Check the PR from LockHeed Martin which is celebrating "50 years of successful in-orbit operations" of its GPS satellite fleet and its continuous modernization efforts.

NavTeq announced the semi-finalists for its Global LBS Challenge with competitors presenting their location-based services like Loc-Aid, Kamida and KnowledgeWhere among others.

And for some real news, a study by Carnegie Mellon University says that cell phones interfere with aircraft equipment specially GPS devices. Com'on, let's turn these things off.

Mobil EarthComber

In one of those "write about it but don't make it look as a press-release", AP put out two articles on Mobil's latest free offer for PocketPC and Palm based PDA's with EarthComber.

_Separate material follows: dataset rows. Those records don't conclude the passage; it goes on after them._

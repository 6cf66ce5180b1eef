//! Gateway session provisioning and health checks

use crate::gateway::{ConnectionState, GatewayClient};
use parley_common::types::TenantScope;
use parley_common::{Error, Result};
use parley_storage::models::{ConnectionChange, GatewaySession, PhoneUpdate, SessionStatus};
use parley_storage::repository::{CreateSession, Repositories};
use rand::RngCore;
use serde::Serialize;
use std::sync::Arc;
use tracing::{info, warn};

pub const DEFAULT_DAILY_LIMIT: i32 = 1000;

/// Outcome of one health-check pass
#[derive(Debug, Clone, Copy, Default, PartialEq, Eq, Serialize)]
pub struct HealthReport {
    pub checked: usize,
    pub healthy: usize,
}

/// Creates gateway sessions and keeps their health current
pub struct SessionManager {
    repos: Repositories,
    gateway: Arc<dyn GatewayClient>,
    public_base_url: String,
}

impl SessionManager {
    pub fn new(repos: Repositories, gateway: Arc<dyn GatewayClient>, public_base_url: &str) -> Self {
        Self {
            repos,
            gateway,
            public_base_url: public_base_url.trim_end_matches('/').to_string(),
        }
    }

    /// Provision a new session: register the instance with the gateway,
    /// then store the session together with its index entry.
    pub async fn provision(
        &self,
        scope: TenantScope,
        name: &str,
        daily_limit: Option<i32>,
    ) -> Result<GatewaySession> {
        let name = name.trim();
        if name.is_empty() {
            return Err(Error::Validation("session name is required".into()));
        }
        let daily_message_limit = daily_limit.unwrap_or(DEFAULT_DAILY_LIMIT);
        if daily_message_limit <= 0 {
            return Err(Error::Validation("daily limit must be positive".into()));
        }

        let instance_id = instance_id_for(name);
        let webhook_url = format!("{}/webhook/{}", self.public_base_url, instance_id);
        let descriptor = self
            .gateway
            .create_instance(&instance_id, &webhook_url)
            .await?;

        let session = self
            .repos
            .sessions
            .create(
                scope,
                CreateSession {
                    name: name.to_string(),
                    instance_id: descriptor.instance_name,
                    access_token: descriptor.token,
                    webhook_secret: random_hex(32),
                    daily_message_limit,
                },
            )
            .await?;

        info!(
            tenant_id = %scope,
            session_id = %session.id,
            instance = %session.instance_id,
            "Gateway session provisioned"
        );
        Ok(session)
    }

    /// Ask the gateway for the state of every active session and record it
    pub async fn check_health(&self, scope: TenantScope) -> Result<HealthReport> {
        let mut report = HealthReport::default();

        for session in self.repos.sessions.list_active(scope).await? {
            report.checked += 1;
            let change = match self.gateway.connection_state(&session.instance_id).await {
                Ok(state) => change_for(&state),
                Err(e) => {
                    warn!(session_id = %session.id, error = %e, "Session health check failed");
                    None
                }
            };

            match change {
                Some(change) => {
                    if change.is_healthy == Some(true) {
                        report.healthy += 1;
                    } else if session.is_connected() {
                        warn!(session_id = %session.id, status = %change.status, "Session lost its connection");
                    }
                    self.repos
                        .sessions
                        .apply_connection(scope, session.id, &change)
                        .await?;
                }
                None => {
                    self.repos
                        .sessions
                        .record_health(scope, session.id, false)
                        .await?
                }
            }
        }

        Ok(report)
    }
}

fn change_for(state: &ConnectionState) -> Option<ConnectionChange> {
    let (status, healthy) = match state {
        ConnectionState::Open => (SessionStatus::Connected, true),
        ConnectionState::Connecting => (SessionStatus::Connecting, false),
        ConnectionState::Close => (SessionStatus::Disconnected, false),
        ConnectionState::Other(_) => return None,
    };
    Some(ConnectionChange {
        status,
        is_healthy: Some(healthy),
        phone: PhoneUpdate::Keep,
    })
}

/// Readable, globally unique instance id: `<slug>-<random hex>`
fn instance_id_for(name: &str) -> String {
    let mut slug = String::with_capacity(name.len());
    for c in name.chars() {
        if c.is_ascii_alphanumeric() {
            slug.push(c.to_ascii_lowercase());
        } else if !slug.ends_with('-') && !slug.is_empty() {
            slug.push('-');
        }
    }
    let slug = slug.trim_end_matches('-');
    let slug = if slug.is_empty() { "session" } else { slug };
    format!("{}-{}", slug, random_hex(4))
}

fn random_hex(bytes: usize) -> String {
    let mut buf = vec![0u8; bytes];
    rand::thread_rng().fill_bytes(&mut buf);
    hex::encode(buf)
}

#[cfg(test)]
mod tests {
    use super::*;
    use crate::testing::Fixture;
    use parley_storage::repository::SessionRepository;
    use pretty_assertions::assert_eq;

    fn manager(fx: &Fixture) -> SessionManager {
        SessionManager::new(fx.repos.clone(), fx.gateway.clone(), "https://parley.example.com/")
    }

    #[test]
    fn test_instance_id_shape() {
        let id = instance_id_for("  Campanha Recife #2 ");
        assert!(id.starts_with("campanha-recife-2-"), "{id}");
        assert_eq!(id.len(), "campanha-recife-2-".len() + 8);
        assert!(instance_id_for("!!!").starts_with("session-"));
    }

    #[tokio::test]
    async fn test_provision_registers_and_indexes() {
        let fx = Fixture::new().await;
        let session = manager(&fx)
            .provision(fx.scope, "Sales Line", None)
            .await
            .unwrap();

        assert_eq!(session.daily_message_limit, DEFAULT_DAILY_LIMIT);
        assert_eq!(session.status, "disconnected");
        assert_eq!(session.webhook_secret.len(), 64);
        assert_eq!(
            session.access_token.as_deref(),
            Some(format!("tok-{}", session.instance_id).as_str())
        );

        let instances = fx.gateway.instances();
        assert_eq!(
            instances,
            vec![(
                session.instance_id.clone(),
                format!("https://parley.example.com/webhook/{}", session.instance_id)
            )]
        );
        assert_eq!(
            SessionRepository::lookup_tenant(&fx.store, &session.instance_id)
                .await
                .unwrap(),
            Some(fx.scope.tenant_id)
        );
    }

    #[tokio::test]
    async fn test_provision_validates_input() {
        let fx = Fixture::new().await;
        let manager = manager(&fx);
        assert!(matches!(
            manager.provision(fx.scope, " ", None).await,
            Err(Error::Validation(_))
        ));
        assert!(matches!(
            manager.provision(fx.scope, "Line", Some(0)).await,
            Err(Error::Validation(_))
        ));
        assert!(fx.gateway.instances().is_empty());
    }

    #[tokio::test]
    async fn test_health_check_records_state() {
        let fx = Fixture::new().await;
        let manager = manager(&fx);

        fx.gateway.set_state(Some(ConnectionState::Open));
        let report = manager.check_health(fx.scope).await.unwrap();
        assert_eq!(report, HealthReport { checked: 1, healthy: 1 });
        let session = SessionRepository::get(&fx.store, fx.scope, fx.session.id)
            .await
            .unwrap()
            .unwrap();
        assert_eq!(session.status, "connected");
        assert!(session.last_health_check.is_some());

        fx.gateway.set_state(None);
        let report = manager.check_health(fx.scope).await.unwrap();
        assert_eq!(report.healthy, 0);
        let session = SessionRepository::get(&fx.store, fx.scope, fx.session.id)
            .await
            .unwrap()
            .unwrap();
        assert!(!session.is_healthy);
        assert_eq!(session.status, "connected");
    }
}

To get started with the offer you first create a free account at making sure that you check the "don't send me mail" box if that's the case. Reply to the confirmation email and log in. Then pick the maps from the areas you want by searching by county or city. Download the installers for either Windows, Mac OS X or Linux for you PocketPC or Palm based device.

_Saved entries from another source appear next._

//! Gateway webhook intake
//!
//! The gateway does not say which tenant a callback belongs to; the
//! ingestor resolves that from the instance name in the path.

use axum::{
    body::Bytes,
    extract::{Path, State},
    http::{HeaderMap, StatusCode},
    Json,
};
use parley_common::signature::{SIGNATURE_HEADER, TIMESTAMP_HEADER};
use parley_core::webhook::IngestRequest;
use parley_core::IngestError;
use serde::{Deserialize, Serialize};
use std::sync::Arc;
use tracing::debug;

use super::{api_error, from_common, ApiError};
use crate::state::AppState;

/// Acknowledgement for a stored callback
#[derive(Debug, Serialize, Deserialize)]
pub struct WebhookAck {
    pub status: String,
}

/// Receive one gateway callback
///
/// POST /webhook/:instance_name
pub async fn receive_webhook(
    State(state): State<Arc<AppState>>,
    Path(instance_name): Path<String>,
    headers: HeaderMap,
    body: Bytes,
) -> Result<(StatusCode, Json<WebhookAck>), ApiError> {
    let header = |name: &str| headers.get(name).and_then(|v| v.to_str().ok());

    let accepted = state
        .ingestor
        .ingest(IngestRequest {
            instance_name: &instance_name,
            body: &body,
            signature: header(SIGNATURE_HEADER),
            timestamp: header(TIMESTAMP_HEADER),
        })
        .await
        .map_err(|e| match e {
            IngestError::Malformed(reason) => {
                api_error(StatusCode::BAD_REQUEST, "malformed_payload", reason)
            }
            IngestError::UnknownInstance(_) => {
                api_error(StatusCode::NOT_FOUND, "not_found", "Unknown instance")
            }
            IngestError::Unauthorized(reason) => {
                api_error(StatusCode::UNAUTHORIZED, "unauthorized", reason.to_string())
            }
            IngestError::Storage(e) => from_common(e),
        })?;

    debug!(log_id = %accepted.log_id, tenant_id = %accepted.tenant_id, "Webhook accepted");

    Ok((
        StatusCode::ACCEPTED,
        Json(WebhookAck {
            status: "received".to_string(),
        }),
    ))
}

This will download the Java based installer and its corresponding Java Runtime Environment (around 10 Mbytes). The whole process takes quite a while. That will install Eartchcomber Updater version 2.1, and if you don't want it launched everytime Windows starts, rememeber to uncheck the corresponding box. At the end of the installation process connect your PDA to your host PC, choose which device you have, login again with your account information and hit Get Updates to download the maps you have selected.

Details from the download will be displayed in a dialog that allows you to choose where you want the download to be stored in the PDA. It also has settings for the application to be installed and Look Lists "of favorite things that you want Earthcomber to find for you". But a bug in the software will take you back to the main dialog when you click the Summary button. So make sure you make your selections before you try that.

Using it

At that point the ActiveSync dialog will finally come up and you can pick the location for installing the EarthComber application itself in your PDA. Close now the Updater and start the application in the PDA. Check the first screen with directions about how to manage the current position and press OK. Select Maps and click on the map you selected for download.

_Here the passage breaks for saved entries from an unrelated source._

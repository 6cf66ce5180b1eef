//! Repository layer for data access

pub mod campaign_items;
pub mod campaigns;
pub mod contacts;
pub mod jobs;
pub mod messages;
pub mod sessions;
pub mod tenants;
pub mod webhook_logs;

use crate::db::DatabasePool;
use std::sync::Arc;

pub use campaign_items::{CampaignItemRepository, DbCampaignItemRepository, NewCampaignItem};
pub use campaigns::{CampaignRepository, CreateCampaign, DbCampaignRepository};
pub use contacts::{ContactDirectory, DbContactDirectory};
pub use jobs::{DbJobRepository, JobRepository};
pub use messages::{CreateMessage, DbMessageRepository, MessageRepository};
pub use sessions::{CreateSession, DbSessionRepository, SessionRepository};
pub use tenants::{CreateTenant, DbTenantRepository, TenantRepository};
pub use webhook_logs::{
    CreateWebhookLog, DbWebhookLogRepository, UnprocessedFilter, WebhookLogRepository,
};

/// Every repository the core needs, behind trait objects
#[derive(Clone)]
pub struct Repositories {
    pub tenants: Arc<dyn TenantRepository>,
    pub sessions: Arc<dyn SessionRepository>,
    pub campaigns: Arc<dyn CampaignRepository>,
    pub items: Arc<dyn CampaignItemRepository>,
    pub contacts: Arc<dyn ContactDirectory>,
    pub webhook_logs: Arc<dyn WebhookLogRepository>,
    pub messages: Arc<dyn MessageRepository>,
    pub jobs: Arc<dyn JobRepository>,
}

impl Repositories {
    /// Postgres-backed repositories sharing one pool
    pub fn postgres(pool: &DatabasePool) -> Self {
        Self {
            tenants: Arc::new(DbTenantRepository::new(pool.clone())),
            sessions: Arc::new(DbSessionRepository::new(pool.clone())),
            campaigns: Arc::new(DbCampaignRepository::new(pool.clone())),
            items: Arc::new(DbCampaignItemRepository::new(pool.clone())),
            contacts: Arc::new(DbContactDirectory::new(pool.clone())),
            webhook_logs: Arc::new(DbWebhookLogRepository::new(pool.clone())),
            messages: Arc::new(DbMessageRepository::new(pool.clone())),
            jobs: Arc::new(DbJobRepository::new(pool.clone())),
        }
    }
}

From the main screen you can load a Spot Guide, View a map, comb for locations and see your spots (or waypoints). The maps are vector based and do not provide that much resolution.

Have your GPS card connected (or not, you can still use the software without GPS) and turn the application on. It will look for your card automatically but you can set its COM port and baud rate by clicking the EarthComber icon at the top of the screen and selecting Options | Settings and hitting the GPS tab.

Each new screen presented in the application is preceeded by a help text that explains it. You can toggle it off after seeing it by the first time. Every single screen will cause the help to be displayed which gets annoying after a while.


What you get for free is the ability to "comb" for places in your area (or another location you choose) and obtain directions to it. For example, hit the green comb icon the the toolbar and you get a list of places, based on the choice you made while downloading the maps for your current area. In my case I choose Outdoors and I'm being presented with Parks, beaches and trails among other choices that I can look up for more information.

Pick one of the categories and a list of available beaches for example, in the area will be listed with the distance in miles from your current location. Select one of them and you will probably get something that says "listing based on limited US government data" which implies data you are on your own and you can provide your own data to

But the good thing is that, if you have a live internet connection, you can get directions to that location. Just set it as a start (or end) and hit Get Directions. Not bad for a free application and map.

Mobil sells Spot Guides with travel information of major cities of U.S. with titles from Mobil Travel Guide and Moon Guides from Avalon Guides Publishing among others.